Stored data:
══════════════════════════════

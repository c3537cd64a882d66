//! Browser integration tests for the page monitor and privileged host.
//!
//! Run with: wasm-pack test --headless --chrome
//! (or --firefox)

#![cfg(target_arch = "wasm32")]

use fp_entropy_guard::{FingerprintMonitor, GuardConfig, PrivilegedHost};
use js_sys::{Array, Function, Reflect};
use wasm_bindgen::prelude::*;
use gloo_timers::future::TimeoutFuture;
use wasm_bindgen::JsCast;
use wasm_bindgen_test::*;

wasm_bindgen_test_configure!(run_in_browser);

const DATASET: &str = "vector,count,entropy\n\
navigator.userAgent,120,0.10\n\
navigator.platform|navigator.userAgent,40,0.95\n";

fn host() -> PrivilegedHost {
    PrivilegedHost::new(DATASET, JsValue::UNDEFINED).unwrap()
}

fn request(host: &PrivilegedHost, json: &str) -> JsValue {
    host.handle_message(js_sys::JSON::parse(json).unwrap())
}

fn field(value: &JsValue, name: &str) -> JsValue {
    Reflect::get(value, &JsValue::from_str(name)).unwrap()
}

/// A `sendMessage` function that answers from `host` in the same realm.
fn send_message(host: PrivilegedHost) -> Function {
    let closure = Closure::wrap(
        Box::new(move |message: JsValue| host.handle_message(message)) as Box<dyn FnMut(JsValue) -> JsValue>,
    );
    let f: Function = closure.as_ref().unchecked_ref::<Function>().clone();
    closure.forget();
    f
}

/// A `subscribe` function registering listeners on `host`.
fn subscribe(host: PrivilegedHost) -> Function {
    let closure = Closure::wrap(
        Box::new(move |listener: Function| host.add_listener(listener)) as Box<dyn FnMut(Function)>,
    );
    let f: Function = closure.as_ref().unchecked_ref::<Function>().clone();
    closure.forget();
    f
}

fn quiet_config() -> JsValue {
    let config = GuardConfig {
        remove_denied_scripts: false,
        ..GuardConfig::default()
    };
    serde_wasm_bindgen::to_value(&config).unwrap()
}

fn navigator() -> JsValue {
    Reflect::get(&js_sys::global(), &JsValue::from_str("navigator")).unwrap()
}

fn navigator_prop(name: &str) -> JsValue {
    Reflect::get(&navigator(), &JsValue::from_str(name)).unwrap()
}

// ===== Privileged host =====

#[wasm_bindgen_test]
fn host_answers_settings_requests() {
    let host = host();
    request(&host, r#"{"type":"setMode","mode":"random"}"#);
    let mode = request(&host, r#"{"type":"getMode"}"#);
    assert_eq!(field(&mode, "mode").as_string().as_deref(), Some("random"));

    let rejected = request(&host, r#"{"type":"setThreshold","threshold":1.5}"#);
    assert_eq!(field(&rejected, "type").as_string().as_deref(), Some("error"));

    let dataset = request(&host, r#"{"type":"getEntropyDataset"}"#);
    let entries = field(&dataset, "entries");
    assert_eq!(
        field(&entries, "navigator.userAgent").as_f64(),
        Some(0.10)
    );
}

#[wasm_bindgen_test]
fn host_rewrites_headers_only_in_random_mode() {
    let host = host();
    let headers = || {
        let pair = Array::of2(&"User-Agent".into(), &"Real/1.0".into());
        Array::of1(&pair).into()
    };

    request(&host, r#"{"type":"setMode","mode":"entropy"}"#);
    let unchanged = host.rewrite_headers(headers()).unwrap();
    let first: Array = Array::from(&unchanged).get(0).unchecked_into();
    assert_eq!(first.get(1).as_string().as_deref(), Some("Real/1.0"));

    request(&host, r#"{"type":"setMode","mode":"random"}"#);
    let rewritten = host.rewrite_headers(headers()).unwrap();
    let first: Array = Array::from(&rewritten).get(0).unchecked_into();
    assert_ne!(first.get(1).as_string().as_deref(), Some("Real/1.0"));
}

// ===== Page monitor =====

#[wasm_bindgen_test]
async fn monitor_denies_once_combination_is_identifying() {
    let host = host();
    request(&host, r#"{"type":"setMode","mode":"entropy"}"#);
    request(&host, r#"{"type":"setThreshold","threshold":0.5}"#);
    let real_agent = navigator_prop("userAgent");

    let mut monitor = FingerprintMonitor::install(send_message(host), quiet_config(), None)
        .await
        .unwrap();
    assert!(monitor
        .installed_attributes()
        .iter()
        .any(|a| a == "navigator.userAgent"));

    // Known and cheap.
    assert_eq!(navigator_prop("userAgent"), real_agent);
    // userAgent + platform is identifying: withheld.
    assert!(navigator_prop("platform").is_undefined());

    let counts = monitor.get_access_counts();
    assert_eq!(field(&counts, "total").as_f64(), Some(1.0));
    assert!(monitor.get_log_text().lines().count() >= 2);

    assert!(monitor.uninstall() > 0);
    assert!(!navigator_prop("platform").is_undefined());
}

#[wasm_bindgen_test]
async fn monitor_substitutes_in_random_mode() {
    let host = host();
    request(&host, r#"{"type":"setMode","mode":"random"}"#);
    request(&host, r#"{"type":"setThreshold","threshold":0.05}"#);
    let identity = request(&host, r#"{"type":"getRandomProfile"}"#);
    let spoofed_agent = field(&field(&identity, "profile"), "userAgent");

    let mut monitor = FingerprintMonitor::install(send_message(host), quiet_config(), None)
        .await
        .unwrap();
    assert_eq!(monitor.get_mode(), "random");

    assert_eq!(navigator_prop("userAgent"), spoofed_agent);

    monitor.uninstall();
}

#[wasm_bindgen_test]
async fn threshold_change_applies_without_reinstall() {
    let host = host();
    request(&host, r#"{"type":"setMode","mode":"entropy"}"#);
    request(&host, r#"{"type":"setThreshold","threshold":0.05}"#);
    let real_agent = navigator_prop("userAgent");

    let mut monitor = FingerprintMonitor::install(send_message(host), quiet_config(), None)
        .await
        .unwrap();
    assert!(navigator_prop("userAgent").is_undefined());

    monitor.set_threshold(0.5).unwrap();
    assert_eq!(monitor.get_threshold(), 0.5);
    assert_eq!(navigator_prop("userAgent"), real_agent);
    assert!(monitor.set_threshold(-0.1).is_err());

    monitor.uninstall();
}

#[wasm_bindgen_test]
async fn failed_exchange_installs_nothing() {
    let failing = Function::new_no_args("return Promise.reject('no receiver')");
    let before = navigator_prop("userAgent");

    let result = FingerprintMonitor::install(failing, quiet_config(), None).await;
    assert!(result.is_err());
    assert_eq!(navigator_prop("userAgent"), before);
}

#[wasm_bindgen_test]
async fn pushed_threshold_reaches_messaging_monitor() {
    let host = host();
    request(&host, r#"{"type":"setMode","mode":"entropy"}"#);
    request(&host, r#"{"type":"setThreshold","threshold":0.05}"#);
    let real_agent = navigator_prop("userAgent");

    let mut monitor = FingerprintMonitor::install(
        send_message(host.clone()),
        quiet_config(),
        Some(subscribe(host.clone())),
    )
    .await
    .unwrap();
    assert!(navigator_prop("userAgent").is_undefined());

    // The settings page moves the slider; no call on the monitor itself.
    request(&host, r#"{"type":"setThreshold","threshold":0.5}"#);
    assert_eq!(monitor.get_threshold(), 0.5);
    assert_eq!(navigator_prop("userAgent"), real_agent);

    monitor.uninstall();
}

#[wasm_bindgen_test]
async fn getter_only_members_stay_read_only() {
    let host = host();
    request(&host, r#"{"type":"setMode","mode":"entropy"}"#);
    request(&host, r#"{"type":"setThreshold","threshold":1.0}"#);
    let real_agent = navigator_prop("userAgent");

    let mut monitor = FingerprintMonitor::install(send_message(host), quiet_config(), None)
        .await
        .unwrap();
    assert!(monitor
        .installed_attributes()
        .iter()
        .any(|a| a == "navigator.userAgent"));

    let _ = Reflect::set(&navigator(), &"userAgent".into(), &"Forged/1.0".into());
    assert_eq!(navigator_prop("userAgent"), real_agent);

    monitor.uninstall();
}

#[wasm_bindgen_test]
async fn non_configurable_constants_are_left_alone() {
    let host = host();
    request(&host, r#"{"type":"setMode","mode":"entropy"}"#);
    request(&host, r#"{"type":"setThreshold","threshold":0.0}"#);
    let prototype = Reflect::get(
        &Reflect::get(&js_sys::global(), &"WebGLRenderingContext".into()).unwrap(),
        &"prototype".into(),
    )
    .unwrap();

    let mut monitor = FingerprintMonitor::install(send_message(host), quiet_config(), None)
        .await
        .unwrap();
    assert!(!monitor
        .installed_attributes()
        .iter()
        .any(|a| a == "WebGLRenderingContext.DEPTH_BUFFER_BIT"));
    assert!(monitor
        .skipped_surfaces()
        .iter()
        .any(|s| s == "WebGLRenderingContext.DEPTH_BUFFER_BIT"));
    assert_eq!(
        Reflect::get(&prototype, &"DEPTH_BUFFER_BIT".into()).unwrap().as_f64(),
        Some(256.0)
    );

    monitor.uninstall();
}

#[wasm_bindgen_test]
async fn denied_script_element_is_removed() {
    let host = host();
    request(&host, r#"{"type":"setMode","mode":"entropy"}"#);
    request(&host, r#"{"type":"setThreshold","threshold":0.05}"#);

    let document = web_sys::window().unwrap().document().unwrap();
    let script: web_sys::HtmlScriptElement =
        document.create_element("script").unwrap().unchecked_into();
    script.set_src("/fp-tracker-under-test.js");
    document
        .document_element()
        .unwrap()
        .append_child(&script)
        .unwrap();
    let src = script.src();

    // Default config: denied scripts are removed.
    let mut monitor = FingerprintMonitor::install(send_message(host), JsValue::UNDEFINED, None)
        .await
        .unwrap();

    // The appended element is the last <script>, so the read is attributed to it.
    assert!(navigator_prop("userAgent").is_undefined());
    assert!(monitor.get_log_text().contains(&src));

    TimeoutFuture::new(20).await;
    assert!(!script.is_connected());

    monitor.uninstall();
}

══════════════════════════════

• _To do_
Which lines of the data contain the string "field"? Copy each one.

• _Response to the exercise_
fn field(value: &JsValue, name: &str) -> JsValue {
    assert_eq!(field(&mode, "mode").as_string().as_deref(), Some("random"));
    assert_eq!(field(&rejected, "type").as_string().as_deref(), Some("error"));
    let entries = field(&dataset, "entries");
        field(&entries, "navigator.userAgent").as_f64(),
    assert_eq!(field(&counts, "total").as_f64(), Some(1.0));
    let spoofed_agent = field(&field(&identity, "profile"), "userAgent");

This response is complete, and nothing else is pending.